現在のドメインのすべてのモバイル コンピューターに DirectAccess を自動的に展開します。
インターネットへのトラフィックは、DirectAccess トンネルを通過しません。 強制トンネルの構成はサポートされません。
DirectAccess サーバーは、ネットワーク ロケーション サーバーです。
ネットワーク アクセス保護 (NAP) はサポートされません。
DirectAccess 管理コンソールまたは Windows PowerShell コマンドレットを使わないポリシーの変更はサポートされません。
現在または今後マルチサイトを展開する場合は、最初に詳細設定を使用して単一の DirectAccess サーバーを展開します。
計画の手順
計画は 2 つのフェーズに分かれています。
DirectAccess インフラストラクチャの計画: このフェーズでは、DirectAccess の展開を始める前にネットワーク インフラストラクチャを設定するために必要な計画について説明します。 計画には、ネットワークとサーバーのトポロジと、DirectAccess ネットワーク ロケーション サーバーの設計が含まれます。
DirectAccess 展開の計画: このフェーズでは、DirectAccess 展開の準備に必要な計画手順について説明します。 これには、DirectAccess クライアント コンピューター、サーバーとクライアントの認証要件、VPN の設定、インフラストラクチャ サーバー、管理サーバーとアプリケーション サーバーの計画が含まれます。

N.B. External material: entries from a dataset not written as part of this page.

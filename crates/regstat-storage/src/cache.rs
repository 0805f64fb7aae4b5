use crate::schema;
use crate::storage::{read_version, Result, Storage};
use lru::LruCache;
use regstat_model::{DataKind, Dimension};
use rusqlite::Connection;
use serde::Serialize;
use std::fmt;
use std::num::NonZeroUsize;
use std::sync::Arc;

/// One selectable value of a dimension.
#[derive(Debug, Clone, PartialEq, Eq, PartialOrd, Ord, Serialize)]
pub struct DimensionValue {
    pub value: String,
    pub description: Option<String>,
    /// Make for models, parent code for districts and municipalities.
    pub parent: Option<String>,
}

type CacheKey = (Dimension, DataKind, bool);

#[derive(Debug, Default, Clone, Copy, PartialEq, Eq)]
pub struct FilterCacheStats {
    pub hits: u64,
    pub misses: u64,
    pub invalidations: u64,
}

/// Snapshot of currently valid values per dimension.
///
/// Entries are tagged with the store version they were computed at and the
/// whole cache is dropped as soon as the store version moves. It is never
/// authoritative: clearing it only costs a recomputation.
pub struct FilterCache {
    entries: LruCache<CacheKey, Arc<Vec<DimensionValue>>>,
    version: Option<u64>,
    stats: FilterCacheStats,
}

impl fmt::Debug for FilterCache {
    fn fmt(&self, f: &mut fmt::Formatter<'_>) -> fmt::Result {
        f.debug_struct("FilterCache")
            .field("entries", &self.entries.len())
            .field("version", &self.version)
            .field("stats", &self.stats)
            .finish()
    }
}

impl FilterCache {
    pub(crate) fn new(capacity: usize) -> Self {
        let cap = NonZeroUsize::new(capacity.max(1)).unwrap_or(NonZeroUsize::MIN);
        Self {
            entries: LruCache::new(cap),
            version: None,
            stats: FilterCacheStats::default(),
        }
    }

    pub(crate) fn clear(&mut self) {
        self.entries.clear();
        self.version = None;
    }

    fn sync_version(&mut self, version: u64) {
        if self.version != Some(version) {
            if self.version.is_some() {
                log::debug!(
                    "filter cache invalidated (version {:?} -> {version})",
                    self.version
                );
                self.stats.invalidations += 1;
            }
            self.entries.clear();
            self.version = Some(version);
        }
    }
}

impl Storage {
    /// Values of `dimension` present in the `kind` fact table.
    ///
    /// With `curated_only`, only rows from the configured curated years count.
    /// Results come from the filter cache, which notices imports on its own by
    /// comparing the store version.
    pub fn available_values(
        &self,
        dimension: Dimension,
        kind: DataKind,
        curated_only: bool,
    ) -> Result<Arc<Vec<DimensionValue>>> {
        if !dimension.applies_to(kind) {
            return Ok(Arc::new(Vec::new()));
        }
        let conn = self.lock()?;
        let version = read_version(&conn)?;
        let key = (dimension, kind, curated_only);
        {
            let mut cache = self.cache.lock().expect("filter cache mutex poisoned");
            cache.sync_version(version);
            let hit = cache.entries.get(&key).cloned();
            if let Some(hit) = hit {
                cache.stats.hits += 1;
                return Ok(hit);
            }
            cache.stats.misses += 1;
        }

        let curated: Vec<i32> = if curated_only {
            self.config().curated_years.iter().copied().collect()
        } else {
            Vec::new()
        };
        let values = Arc::new(load_values(&conn, dimension, kind, &curated)?);
        drop(conn);

        let mut cache = self.cache.lock().expect("filter cache mutex poisoned");
        if cache.version == Some(version) {
            cache.entries.put(key, values.clone());
        }
        Ok(values)
    }

    pub fn filter_cache_stats(&self) -> FilterCacheStats {
        self.cache.lock().expect("filter cache mutex poisoned").stats
    }
}

fn load_values(
    conn: &Connection,
    dimension: Dimension,
    kind: DataKind,
    curated_years: &[i32],
) -> rusqlite::Result<Vec<DimensionValue>> {
    let table = schema::fact_table(kind);
    let column = dimension.fact_column();
    let year_filter = if curated_years.is_empty() {
        String::new()
    } else {
        let placeholders = vec!["?"; curated_years.len()].join(", ");
        format!(
            " WHERE f.year_id IN (SELECT id FROM dim_year WHERE CAST(value AS INTEGER) IN ({placeholders}))"
        )
    };
    let parent_join = match dimension.parent() {
        Some(parent) => format!("LEFT JOIN {} p ON p.id = d.parent_id", parent.table()),
        None => "LEFT JOIN (SELECT NULL AS id, NULL AS value) p ON 0".to_string(),
    };
    let order = if dimension == Dimension::Year
        || dimension == Dimension::ModelYear
        || dimension == Dimension::CylinderCount
        || dimension == Dimension::AxleCount
    {
        "ORDER BY CAST(d.value AS INTEGER), d.value"
    } else {
        "ORDER BY p.value, d.value"
    };
    let sql = format!(
        r#"
        SELECT d.value, d.description, p.value
        FROM {dim_table} d
        {parent_join}
        WHERE d.id IN (SELECT DISTINCT f.{column} FROM {table} f{year_filter})
        {order}
        "#,
        dim_table = dimension.table(),
    );
    let mut stmt = conn.prepare(&sql)?;
    let rows = stmt.query_map(rusqlite::params_from_iter(curated_years.iter()), |r| {
        Ok(DimensionValue {
            value: r.get(0)?,
            description: r.get(1)?,
            parent: r.get(2)?,
        })
    })?;
    rows.collect()
}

計画の手順の詳細については、「高度な DirectAccess 展開を計画する」を参照してください。
デプロイメントの手順
展開は 3 つのフェーズに分かれています。
- DirectAccess インフラストラクチャの構成: このフェーズには、次のコンポーネントの構成が含まれます。
- ネットワークとルーティング
- ファイアウォールの設定 (必要な場合)
- 証明書
- DNS サーバー
- Active Directory と GPO の設定
- DirectAccess ネットワーク ロケーション サーバー
DirectAccess サーバー設定の構成: このフェーズでは、DirectAccess クライアント コンピューター、DirectAccess サーバー、インフラストラクチャ サーバー、管理サーバーとアプリケーション サーバーの構成を行います。

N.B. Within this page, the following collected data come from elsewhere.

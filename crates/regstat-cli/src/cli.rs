use std::io::{self, Write};
use std::path::{Path, PathBuf};

use anyhow::{bail, Context, Result};
use clap::{Parser, Subcommand, ValueEnum};
use regstat_model::year_from_file_name;
use regstat_storage::{
    DataKind, Dimension, FilterSpec, ImportControl, ImportRequest, Storage, StorageConfig,
};
use serde::Serialize;

#[derive(Clone, Copy, Debug, ValueEnum)]
enum OutputFormat {
    Text,
    Json,
}

#[derive(Clone, Copy, Debug, ValueEnum)]
enum KindArg {
    Vehicle,
    License,
}

impl From<KindArg> for DataKind {
    fn from(kind: KindArg) -> Self {
        match kind {
            KindArg::Vehicle => DataKind::Vehicle,
            KindArg::License => DataKind::License,
        }
    }
}

#[derive(Parser)]
#[command(
    name = "regstat",
    about = "Import, query and package yearly vehicle-registration and driver's-license extracts."
)]
pub struct Args {
    /// Store file.
    #[arg(long, global = true, default_value = "regstat.db")]
    db: PathBuf,

    /// JSON storage configuration (missing keys take their defaults).
    #[arg(long, global = true, value_name = "PATH")]
    config: Option<PathBuf>,

    #[command(subcommand)]
    command: Command,
}

#[derive(Subcommand)]
enum Command {
    /// Import one yearly extract.
    Import {
        file: PathBuf,

        #[arg(long, value_enum)]
        kind: KindArg,

        /// Extract year; taken from the file name when omitted.
        #[arg(long)]
        year: Option<i32>,

        /// Replace the year if it is already imported.
        #[arg(long)]
        replace: bool,

        #[arg(long, value_enum, default_value_t = OutputFormat::Text)]
        format: OutputFormat,
    },
    /// Run a filter spec (JSON) and print its time series.
    Query {
        spec: PathBuf,

        #[arg(long, value_enum, default_value_t = OutputFormat::Text)]
        format: OutputFormat,
    },
    /// List the selectable values of a dimension.
    Values {
        dimension: String,

        #[arg(long, value_enum)]
        kind: KindArg,

        /// Only values seen in curated years.
        #[arg(long)]
        curated_only: bool,

        #[arg(long, value_enum, default_value_t = OutputFormat::Text)]
        format: OutputFormat,
    },
    /// Rebuild the regularization table from curated years.
    Regularize {
        /// Curated years (repeatable); defaults to the configured curated years.
        #[arg(long = "curated", num_args = 1..)]
        curated: Vec<i32>,
    },
    /// Summarize the store.
    Stats {
        #[arg(long, value_enum, default_value_t = OutputFormat::Text)]
        format: OutputFormat,
    },
    /// Write a compacted copy of the store.
    Export { dest: PathBuf },
}

pub fn run() -> Result<()> {
    run_with_args(Args::parse())
}

pub fn run_with_args(args: Args) -> Result<()> {
    let config = match &args.config {
        Some(path) => StorageConfig::load(path)
            .with_context(|| format!("read config {}", path.display()))?,
        None => StorageConfig::default(),
    };

    match args.command {
        Command::Import {
            file,
            kind,
            year,
            replace,
            format,
        } => {
            let year = match year {
                Some(year) => year,
                None => infer_year(&file)?,
            };
            let storage = open(&args.db, config)?;
            let request = ImportRequest::new(&file, year, kind.into()).replace(replace);
            let result = storage
                .import_with_control(&request, &ImportControl::new())
                .with_context(|| format!("import {}", file.display()))?;
            emit(format, &result, |out| {
                writeln!(out, "Imported {} {}", result.data_kind, result.year)?;
                writeln!(out, "  status:   {}", result.status.as_str())?;
                writeln!(out, "  rows:     {}", result.total)?;
                writeln!(out, "  success:  {}", result.success)?;
                writeln!(out, "  errors:   {} ({} malformed)", result.error, result.malformed)?;
                if result.replaced_rows > 0 {
                    writeln!(out, "  replaced: {}", result.replaced_rows)?;
                }
                writeln!(out, "  duration: {:.2?}", result.duration)
            })
        }
        Command::Query { spec, format } => {
            let text = std::fs::read_to_string(&spec)
                .with_context(|| format!("read filter spec {}", spec.display()))?;
            let filter: FilterSpec = serde_json::from_str(&text)
                .with_context(|| format!("parse filter spec {}", spec.display()))?;
            let storage = open_existing(&args.db, config)?;
            let series = storage.run_query(&filter)?;
            emit(format, &series, |out| {
                if series.is_empty() {
                    return writeln!(out, "No data.");
                }
                for (year, value) in &series.points {
                    writeln!(out, "{year}\t{value}")?;
                }
                Ok(())
            })
        }
        Command::Values {
            dimension,
            kind,
            curated_only,
            format,
        } => {
            let dimension: Dimension = dimension.parse()?;
            let storage = open_existing(&args.db, config)?;
            let values = storage.available_values(dimension, kind.into(), curated_only)?;
            emit(format, values.as_slice(), |out| {
                for value in values.iter() {
                    match (&value.parent, &value.description) {
                        (Some(parent), _) => writeln!(out, "{parent}\t{}", value.value)?,
                        (None, Some(description)) => {
                            writeln!(out, "{}\t{description}", value.value)?
                        }
                        (None, None) => writeln!(out, "{}", value.value)?,
                    }
                }
                Ok(())
            })
        }
        Command::Regularize { curated } => {
            let storage = open_existing(&args.db, config)?;
            let curated: std::collections::BTreeSet<i32> = if curated.is_empty() {
                storage.config().curated_years.clone()
            } else {
                curated.into_iter().collect()
            };
            if curated.is_empty() {
                bail!("no curated years given (use --curated or set curated_years in the config)");
            }
            let summary = storage.rebuild_regularization(&curated)?;
            emit(OutputFormat::Text, &summary, |out| {
                writeln!(
                    out,
                    "Regularization rebuilt from {} curated years: {} vehicle type rows, {} fuel type rows",
                    curated.len(),
                    summary.vehicle_type_rows,
                    summary.fuel_type_rows
                )
            })
        }
        Command::Stats { format } => {
            let storage = open_existing(&args.db, config)?;
            let stats = storage.statistics()?;
            emit(format, &stats, |out| {
                writeln!(out, "Store {} (version {})", args.db.display(), stats.version)?;
                for kind in &stats.kinds {
                    writeln!(out, "  {}: {} rows", kind.kind, kind.rows)?;
                    for year in &kind.years {
                        writeln!(out, "    {}: {}", year.year, year.rows)?;
                    }
                }
                writeln!(out, "  regularization: {} rows", stats.regularization_rows)?;
                writeln!(out, "  imports: {}", stats.imports.len())
            })
        }
        Command::Export { dest } => {
            let storage = open_existing(&args.db, config)?;
            storage.export_to(&dest)?;
            log::info!("exported {} to {}", args.db.display(), dest.display());
            Ok(())
        }
    }
}

fn open(db: &Path, config: StorageConfig) -> Result<Storage> {
    Storage::open_path_with_config(db, config).with_context(|| format!("open store {}", db.display()))
}

fn open_existing(db: &Path, config: StorageConfig) -> Result<Storage> {
    Storage::open_existing(db, config).with_context(|| format!("open store {}", db.display()))
}

fn infer_year(file: &Path) -> Result<i32> {
    let name = file
        .file_name()
        .map(|n| n.to_string_lossy().into_owned())
        .unwrap_or_default();
    match year_from_file_name(&name) {
        Some(year) => Ok(year),
        None => bail!("cannot infer the year from '{name}' (pass --year)"),
    }
}

/// Print `value` as JSON or through `text`; a closed stdout is not an error.
fn emit<T, F>(format: OutputFormat, value: &T, text: F) -> Result<()>
where
    T: Serialize + ?Sized,
    F: FnOnce(&mut dyn Write) -> io::Result<()>,
{
    let stdout = io::stdout();
    let mut handle = stdout.lock();
    let written = match format {
        OutputFormat::Text => text(&mut handle),
        OutputFormat::Json => serde_json::to_writer(&mut handle, value)
            .map_err(io::Error::from)
            .and_then(|()| handle.write_all(b"\n")),
    };
    match written.and_then(|()| handle.flush()) {
        Err(err) if err.kind() == io::ErrorKind::BrokenPipe => Ok(()),
        other => Ok(other?),
    }
}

展開の確認。 このフェーズでは、展開が想定したとおりに機能することを確認します。
詳細な展開手順については、「 Install and Configure Basic DirectAccess」を参照してください。
実際の適用例
単一のリモート アクセス サーバーを展開すると、次のような利点があります。
簡単操作。 Windows 10、Windows 8.1、Windows 8、または Windows 7 が実行されているマネージド クライアント コンピューターを DirectAccess クライアントとして構成できます。 このようなクライアントは、インターネット上に存在しているときは常に、DirectAccess 経由で内部のネットワーク リソースにアクセスでき、VPN 接続にログインする必要はありません。 これらのオペレーティング システムを搭載していないクライアント コンピューターは、従来の VPN 接続を使って内部ネットワークに接続できます。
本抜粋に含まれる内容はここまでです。